And once we were deep into it, I sensed I wasn’t the only one wiping my eyes.
What is genuine forgiveness and how will it set us free?
1. Firstly, what it is not. It is not to condone anything. It is not necessarily to do anything, at all, in the conventional sense. It doesn’t mean taking your abusive ex back, or bringing back into your life people who have harmed you in some way. As my teacher put it, it is not saying, “what you did is okay.” It is simply saying, “what you did is what you did.”
2. Neither is it mere acceptance. Although it is a fine place to start. One of my favorite writers, Caroline Myss, refers to the inability to forgive (oneself or others), as the strongest poison to the human spirit. It drains our energy more than anything else. Lack of forgiveness cuts into the core of our ability to enjoy life because as long as we are doggedly holding on to some injustice, we are investing emotional resources into it, to keep it alive, so as to maintain our status as victims.

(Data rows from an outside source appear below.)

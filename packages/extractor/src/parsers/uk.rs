//! Profiles for UK Financial Conduct Authority documents.

use serde_json::{Map, Value};

use super::profile::{JurisdictionProfile, MainSectionRule, StartPage, ValidationRules};
use crate::config::PARSER_VERSION;
use crate::segmentation::{
    ClauseGrammar, ContentCleaning, EndRule, FixedMapping, HeadingScan, LineFilter, Numbering,
    PageTextCleaner, SectionRules, StartRule,
};
use crate::types::{ClauseType, RegulationCountry, SectionTarget};

/// Line endings of FG21/1 subsection headings and the full headings they
/// belong to. Wrapped headings only keep their last line next to the clause.
const FG21_SUBSECTIONS: &[(&str, &str)] = &[
    ("This Guidance", "This Guidance"),
    ("Our Principles for Businesses", "Our Principles for Businesses"),
    ("Treating Customers Fairly", "Treating Customers Fairly"),
    (
        "Monitoring firms’ treatment of vulnerable customers",
        "Monitoring firms’ treatment of vulnerable customers",
    ),
    (
        "that exist in the firm’s target market and customer base",
        "Understanding the nature and scale of characteristics of vulnerability that exist in the firm’s target market and customer base",
    ),
    (
        "consumer experience and outcomes",
        "Understanding the impact of vulnerability on the needs of consumers in their target market and customer base, by asking themselves what types of harm or disadvantage their customers may be vulnerable to, and how this might affect the consumer experience and outcomes",
    ),
    (
        "Examples of harm and disadvantage that firms should be alert to",
        "Examples of harm and disadvantage that firms should be alert to",
    ),
    (
        "Embedding the fair treatment of vulnerable consumers across",
        "Embedding the fair treatment of vulnerable consumers across the workforce",
    ),
    (
        "recognise and respond to a range of characteristics of vulnerability",
        "Ensuring frontline staff have the necessary skills and capability to recognise and respond to a range of characteristics of vulnerability",
    ),
    ("Encouraging disclosure", "Encouraging disclosure"),
    (
        "Recording and accessing information about consumers’ needs",
        "Recording and accessing information about consumers’ needs",
    ),
    (
        "dealing with vulnerable consumers",
        "Offering practical and emotional support to frontline staff dealing with vulnerable consumers",
    ),
    ("Product and service design", "Product and service design"),
    (
        "consumers",
        "Considering if features of products or services exploit vulnerable consumers",
    ),
    (
        "inflexibility that could result in harmful impacts",
        "Designing products and services that meet evolving needs and avoiding inflexibility that could result in harmful impacts",
    ),
    (
        "Designing sales processes that meet consumers’ needs",
        "Designing sales processes that meet consumers’ needs",
    ),
    (
        "and service design process",
        "Taking vulnerable consumers into account at all stages of the product and service design process",
    ),
    ("Idea generation", "Idea generation"),
    ("Development", "Development"),
    ("Testing", "Testing"),
    ("Launch", "Launch"),
    ("Review", "Review"),
    (
        "Products sold through intermediaries in distribution chains",
        "Products sold through intermediaries in distribution chains",
    ),
    ("Customer service", "Customer service"),
    (
        "vulnerable consumers to disclose their needs",
        "Setting up systems and processes in ways that support and enable vulnerable consumers to disclose their needs",
    ),
    (
        "needs of vulnerable consumers",
        "Delivering appropriate customer service that responds flexibly to the needs of vulnerable consumers",
    ),
    (
        "Telling consumers about the support available to them",
        "Telling consumers about the support available to them",
    ),
    (
        "Supporting decision-making and third party representation",
        "Supporting decision-making and third party representation",
    ),
    ("Third party representation", "Third party representation"),
    ("Specialist Support", "Specialist Support"),
    (
        "good customer service",
        "Putting in place systems and processes that support the delivery of good customer service",
    ),
    ("Communications", "Communications"),
    (
        "services are presented in ways that are understandable for consumers",
        "Ensuring all communications and information about products and services are presented in ways that are understandable for consumers",
    ),
    (
        "account of their needs",
        "Considering how to communicate with vulnerable consumers, taking account of their needs",
    ),
    (
        "needs of vulnerable consumers are not met",
        "Implementing appropriate processes to evaluate where the needs of vulnerable consumers are not met",
    ),
    ("Management information", "Management information"),
];

/// FCA Consumer Credit sourcebook (CONC).
///
/// Clauses carry their own R/G letter. CONC pages are segmented as
/// extracted; running headers are left in and skipped by the heading scan.
#[must_use]
pub fn conc_profile() -> JurisdictionProfile {
    JurisdictionProfile {
        parser_name: "UKFCACoNCParser".to_string(),
        document_type: "UK_FCA_CONC".to_string(),
        country: RegulationCountry::Uk,
        version: None,
        parser_version: PARSER_VERSION.to_string(),
        default_file_path: "data/regulations/uk/fca/CONC.pdf".into(),
        default_sections: vec![
            SectionTarget::new("5.2A", "Creditworthiness assessment"),
            SectionTarget::new("2.10", "Mental capacity guidance"),
            SectionTarget::new("7", "Arrears, default and recovery (including repossessions)"),
        ],
        start_page: StartPage::Configured,
        validation: ValidationRules::new(10, 5, &["CONC", "Consumer Credit"]),
        cleaner: None,
        sections: SectionRules::new(StartRule::Titled, EndRule::Heading)
            // Chapter 7 has no usable title line; its first subsection marks the start
            .with_anchor("7", r"^\s*7\.1\s+Application")
            .with_run_to_next_top_level("7"),
        grammar: ClauseGrammar::new(Numbering::Typed, ClauseType::Unknown)
            .with_cleaning(ContentCleaning::TrimLines),
        main_section: MainSectionRule::HeadingLookup,
        subsection: Box::new(HeadingScan::new(10, "CONC")),
        annotate_clauses: false,
        additional_info: Map::new(),
    }
}

/// FCA Finalised Guidance FG21/1 on the fair treatment of vulnerable customers.
#[must_use]
pub fn fg21_profile() -> JurisdictionProfile {
    let cleaner = PageTextCleaner::new(vec![
        LineFilter::prefix("FG21/1 Financial Conduct Authority"),
        LineFilter::ContainsAll(vec![
            "Financial Conduct Authority".to_string(),
            "Chapter".to_string(),
        ]),
        LineFilter::ShortPageNumber { max_len: 15 },
        LineFilter::exact("Pubref:007407"),
        LineFilter::contains("www.handbook.fca.org.uk"),
        LineFilter::prefix("Release"),
        LineFilter::prefix("n Release"),
    ]);

    let mut additional_info = Map::new();
    additional_info.insert("document_type".to_string(), Value::from("FG21/1"));
    additional_info.insert(
        "guidance_title".to_string(),
        Value::from("Fair treatment of vulnerable customers"),
    );

    JurisdictionProfile {
        parser_name: "UKFCAFg21Parser".to_string(),
        document_type: "UK_FCA_FG21".to_string(),
        country: RegulationCountry::Uk,
        version: Some(PARSER_VERSION.to_string()),
        parser_version: PARSER_VERSION.to_string(),
        default_file_path: "data/regulations/uk/fca/fg21-1.pdf".into(),
        default_sections: vec![
            SectionTarget::new("1", "Introduction"),
            SectionTarget::new("2", "Understanding the needs of vulnerable consumers"),
            SectionTarget::new("3", "Skills and capability of staff"),
            SectionTarget::new("4", "Taking practical action"),
            SectionTarget::new("5", "Monitoring and evaluation"),
            SectionTarget::new("Appendix1", "GDPR and DPA 2018 considerations"),
            SectionTarget::new("Appendix2", "Other obligations relevant to vulnerable consumers"),
        ],
        start_page: StartPage::Fixed(3),
        validation: ValidationRules::new(10, 5, &["FG21/1", "Finalised Guidance"])
            .with_lowercase_markers(&["vulnerable customers"]),
        cleaner: Some(cleaner),
        sections: SectionRules::new(StartRule::Chapter, EndRule::NextChapter),
        grammar: ClauseGrammar::new(Numbering::Dotted, ClauseType::Guidance)
            .with_type_suffix()
            .with_terminators([r"^Chapter\s+\d+", r"^Appendix"])
            .with_cleaning(ContentCleaning::DropNoise)
            .with_appendix_prefix("Appendix"),
        main_section: MainSectionRule::SectionTitle,
        subsection: Box::new(FixedMapping::new(5, true, FG21_SUBSECTIONS)),
        annotate_clauses: true,
        additional_info,
    }
}
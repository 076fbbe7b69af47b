//! CLI entry point for the extractor.

use regclause_extractor::cli;
use tracing_subscriber::EnvFilter;

fn main() {
    // Initialize tracing with WARN level by default, respecting RUST_LOG
    tracing_subscriber::fmt()
        .with_env_filter(
            EnvFilter::try_from_default_env().unwrap_or_else(|_| EnvFilter::new("warn")),
        )
        .with_target(false)
        .with_writer(std::io::stderr)
        .init();

    if let Err(e) = cli::run() {
        eprintln!("Error: {e}");
        std::process::exit(1);
    }
}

This attachment, to the past… to the event… to the story in our head about the occurrence, is like an invisible, heavy-duty, elastic band that prevents us from moving forward. And we are the ones who suffer most—not the other. So, although we still need to go deeper, acceptance begins the process of dislodging the story that is holding us hostage. In short, acceptance may be seen as the birth place of letting go, but it is still in the domain of the mind.

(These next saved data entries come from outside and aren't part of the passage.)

//! Section boundary detection over a page sequence.

use std::sync::LazyLock;

use regex::Regex;

use super::grammar::{next_number, top_level, EndRule, SectionRules};
use crate::error::Result;
use crate::types::{PageText, SectionSpan};

/// A short numbered heading followed by a capitalized multi-word title.
#[allow(clippy::expect_used)] // Static regex that is guaranteed to be valid
static HEADING_PATTERN: LazyLock<Regex> = LazyLock::new(|| {
    Regex::new(r"(?m)^\s*(\d{1,2}(?:\.\d{1,2}[A-Z]?)?)\s+[A-Z][a-zA-Z\s]{10,}")
        .expect("valid regex")
});

/// Finds the text and pages of a named section.
#[derive(Debug, Clone, Copy)]
pub struct SectionLocator<'a> {
    rules: &'a SectionRules,
}

impl<'a> SectionLocator<'a> {
    /// Create a locator for a set of section rules.
    #[must_use]
    pub fn new(rules: &'a SectionRules) -> Self {
        Self { rules }
    }

    /// Locate a section.
    ///
    /// The start page contributes the text after the start match. Each
    /// following page is either taken whole, or, when it holds the end
    /// boundary, contributes only the text before it and is not recorded as
    /// a section page. Returns `Ok(None)` when no accepted start is found.
    ///
    /// # Examples
    /// ```
    /// use regclause_extractor::segmentation::{EndRule, SectionLocator, SectionRules, StartRule};
    /// use regclause_extractor::types::PageText;
    ///
    /// let rules = SectionRules::new(StartRule::Titled, EndRule::Heading);
    /// let pages = vec![PageText::new(41, "5.2A Creditworthiness assessment\n5.2A.1 R A firm must")];
    /// let span = SectionLocator::new(&rules)
    ///     .locate(&pages, "5.2A", "Creditworthiness assessment")
    ///     .unwrap()
    ///     .unwrap();
    /// assert_eq!(span.pages, vec![41]);
    /// assert_eq!(span.text, "5.2A.1 R A firm must");
    /// ```
    pub fn locate(
        &self,
        pages: &[PageText],
        section_id: &str,
        section_title: &str,
    ) -> Result<Option<SectionSpan>> {
        let start = self.rules.start_pattern(section_id, section_title)?;
        let end = self.rules.end_pattern(section_id)?;
        let guard = self.rules.toc_guard(section_id);

        let mut fragments: Vec<&str> = Vec::new();
        let mut section_pages = Vec::new();
        let mut in_section = false;

        for page in pages.iter().filter(|p| !p.is_empty()) {
            let text = page.text.as_str();

            if !in_section {
                let Some(m) = start.find(text) else {
                    continue;
                };
                if guard.is_some_and(|g| !g.accepts(page)) {
                    continue;
                }
                in_section = true;
                section_pages.push(page.page_number);
                fragments.push(text[m.end()..].trim());
                continue;
            }

            if let Some(boundary) = self.end_boundary(text, section_id, end.as_ref()) {
                fragments.push(text[..boundary].trim());
                break;
            }
            section_pages.push(page.page_number);
            fragments.push(text.trim());
        }

        if !in_section {
            return Ok(None);
        }
        Ok(Some(SectionSpan {
            text: fragments.join("\n"),
            pages: section_pages,
        }))
    }

    /// Byte offset of the end boundary on a page, if the page holds one.
    fn end_boundary(&self, text: &str, section_id: &str, end: Option<&Regex>) -> Option<usize> {
        match self.rules.end {
            EndRule::Heading => HEADING_PATTERN.captures_iter(text).find_map(|caps| {
                let number = caps.get(1)?.as_str();
                let start = caps.get(0)?.start();
                self.heading_ends_section(section_id, number).then_some(start)
            }),
            EndRule::NextChapter | EndRule::NextSection => end?.find(text).map(|m| m.start()),
        }
    }

    /// Whether a heading numbered `candidate` closes `section_id`.
    ///
    /// A different top-level number always closes the section. The same
    /// top-level number closes it unless the heading is a dotted extension of
    /// the section id ("5.3" closes "5.2A", "5.2A.1" does not).
    fn heading_ends_section(&self, section_id: &str, candidate: &str) -> bool {
        let current_top = top_level(section_id);
        let candidate_top = top_level(candidate);

        if self.rules.run_to_next_top_level.iter().any(|id| id == section_id) {
            return next_number(current_top).is_some_and(|next| next == candidate_top);
        }
        if candidate_top != current_top {
            return true;
        }
        !candidate.starts_with(&format!("{section_id}."))
    }
}

#[cfg(test)]
mod tests {
    use super::*;
    use crate::segmentation::grammar::{StartRule, TocGuard};
    use pretty_assertions::assert_eq;

    fn rulebook_rules() -> SectionRules {
        SectionRules::new(StartRule::Titled, EndRule::Heading)
            .with_anchor("7", r"^\s*7\.1\s+Application")
            .with_run_to_next_top_level("7")
    }

    #[test]
    fn test_section_not_found() {
        let rules = rulebook_rules();
        let pages = vec![PageText::new(40, "Nothing relevant here")];
        let span = SectionLocator::new(&rules)
            .locate(&pages, "5.2A", "Creditworthiness assessment")
            .unwrap();
        assert!(span.is_none());
    }

    #[test]
    fn test_span_runs_to_sibling_heading() {
        let rules = rulebook_rules();
        let pages = vec![
            PageText::new(41, "Intro\n5.2A Creditworthiness assessment\n5.2A.1 R A firm must"),
            PageText::new(42, "5.2A.2 G The assessment should"),
            PageText::new(43, ""),
            PageText::new(44, "tail of 5.2A.3 R\n5.3 Conduct of business standards\n5.3.1 R"),
        ];
        let span = SectionLocator::new(&rules)
            .locate(&pages, "5.2A", "Creditworthiness assessment")
            .unwrap()
            .unwrap();

        assert_eq!(span.pages, vec![41, 42]);
        assert_eq!(
            span.text,
            "5.2A.1 R A firm must\n5.2A.2 G The assessment should\ntail of 5.2A.3 R"
        );
    }

    #[test]
    fn test_dotted_extension_does_not_end_section() {
        let rules = rulebook_rules();
        let pages = vec![
            PageText::new(10, "2 General principles\n2.1.1 G text"),
            PageText::new(11, "2.2 Additional guidance notes\n2.2.1 G more"),
            PageText::new(12, "3 Financial promotions and communications"),
        ];
        let span = SectionLocator::new(&rules)
            .locate(&pages, "2", "General principles")
            .unwrap()
            .unwrap();
        assert_eq!(span.pages, vec![10, 11]);
        assert!(span.text.contains("2.2.1 G more"));
    }

    #[test]
    fn test_different_top_level_ends_section() {
        let rules = rulebook_rules();
        let pages = vec![
            PageText::new(10, "2.10 Mental capacity guidance\n2.10.1 G text"),
            PageText::new(11, "3 Financial promotions and communications"),
        ];
        let span = SectionLocator::new(&rules)
            .locate(&pages, "2.10", "Mental capacity guidance")
            .unwrap()
            .unwrap();
        assert_eq!(span.pages, vec![10]);
        // The boundary page contributes its (empty) prefix
        assert_eq!(span.text, "2.10.1 G text\n");
    }

    #[test]
    fn test_section_seven_runs_to_next_top_level() {
        let rules = rulebook_rules();
        let pages = vec![
            PageText::new(90, "7.1 Application\n7.1.1 R This chapter applies"),
            PageText::new(91, "7.2 Treating customers in arrears\n7.2.1 R text"),
            PageText::new(92, "8 Debt advice and related services\n8.1.1 R"),
        ];
        let span = SectionLocator::new(&rules)
            .locate(&pages, "7", "Arrears, default and recovery")
            .unwrap()
            .unwrap();
        assert_eq!(span.pages, vec![90, 91]);
        assert!(span.text.contains("7.2.1 R text"));
        assert!(!span.text.contains("8.1.1"));
    }

    #[test]
    fn test_toc_guard_skips_contents_page() {
        let rules = SectionRules::new(StartRule::TitledOptionalDot, EndRule::NextSection)
            .with_toc_guard(TocGuard::new("8", 50, "240."));
        let pages = vec![
            PageText::new(3, "Contents\n8. Monitoring framework\n9. Annex"),
            PageText::new(60, "8. Monitoring framework\n240. Institutions should"),
            PageText::new(61, "241. The monitoring framework"),
            PageText::new(70, "9. Annexes"),
        ];
        let span = SectionLocator::new(&rules)
            .locate(&pages, "8", "Monitoring framework")
            .unwrap()
            .unwrap();

        assert_eq!(span.pages, vec![60, 61]);
        assert_eq!(span.text, "240. Institutions should\n241. The monitoring framework\n");
    }

    #[test]
    fn test_chapter_rules_stop_at_appendix() {
        let rules = SectionRules::new(StartRule::Chapter, EndRule::NextChapter);
        let pages = vec![
            PageText::new(5, "Chapter 5\n5.1 Firms should"),
            PageText::new(6, "5.2 Firms should also"),
            PageText::new(7, "Appendix 1\nGDPR"),
        ];
        let span = SectionLocator::new(&rules)
            .locate(&pages, "5", "Monitoring and evaluation")
            .unwrap()
            .unwrap();
        assert_eq!(span.pages, vec![5, 6]);

        let appendix = SectionLocator::new(&rules)
            .locate(&pages, "Appendix1", "GDPR and DPA 2018 considerations")
            .unwrap()
            .unwrap();
        assert_eq!(appendix.pages, vec![7]);
        assert_eq!(appendix.text, "GDPR");
    }

    #[test]
    fn test_closing_heading_after_subheading_on_same_page() {
        let rules = rulebook_rules();
        let pages = vec![
            PageText::new(90, "7.1 Application\n7.1.1 R This chapter applies to a firm."),
            PageText::new(
                91,
                "7.19 Cooling off period heading\n7.19.1 R Last rule of seven.\n\
                 8 Debt advice and related services\n8.1.1 R Chapter eight rule text.",
            ),
        ];
        let span = SectionLocator::new(&rules)
            .locate(&pages, "7", "Arrears, default and recovery")
            .unwrap()
            .unwrap();

        assert_eq!(span.pages, vec![90]);
        assert!(span.text.ends_with("7.19.1 R Last rule of seven."));
        assert!(!span.text.contains("Chapter eight"));
        assert!(!span.text.contains("8.1.1 R"));
    }

    #[test]
    fn test_locate_is_idempotent() {
        let rules = rulebook_rules();
        let pages = vec![
            PageText::new(41, "5.2A Creditworthiness assessment\n5.2A.1 R A firm must"),
            PageText::new(42, "5.2A.2 G The assessment"),
        ];
        let locator = SectionLocator::new(&rules);
        let first = locator.locate(&pages, "5.2A", "Creditworthiness assessment").unwrap();
        let second = locator.locate(&pages, "5.2A", "Creditworthiness assessment").unwrap();
        assert_eq!(first, second);
    }
}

3. Genuine forgiveness goes deeper than the mind. It is a matter of the heart. And it’s not even about the other, at all. It’s about our own relationship to the past. And in order for the heart to forgive, it has to feel the feelings, in order that they may pass through and evaporate of their own accord… as things always do when we don’t resist them. This means welcoming the hurt and the pain. You have to go there, to go forth. And in that moment, when the tears may flow, you liberate your spirit from those invisible tethers. This is true forgiveness and it is also true healing.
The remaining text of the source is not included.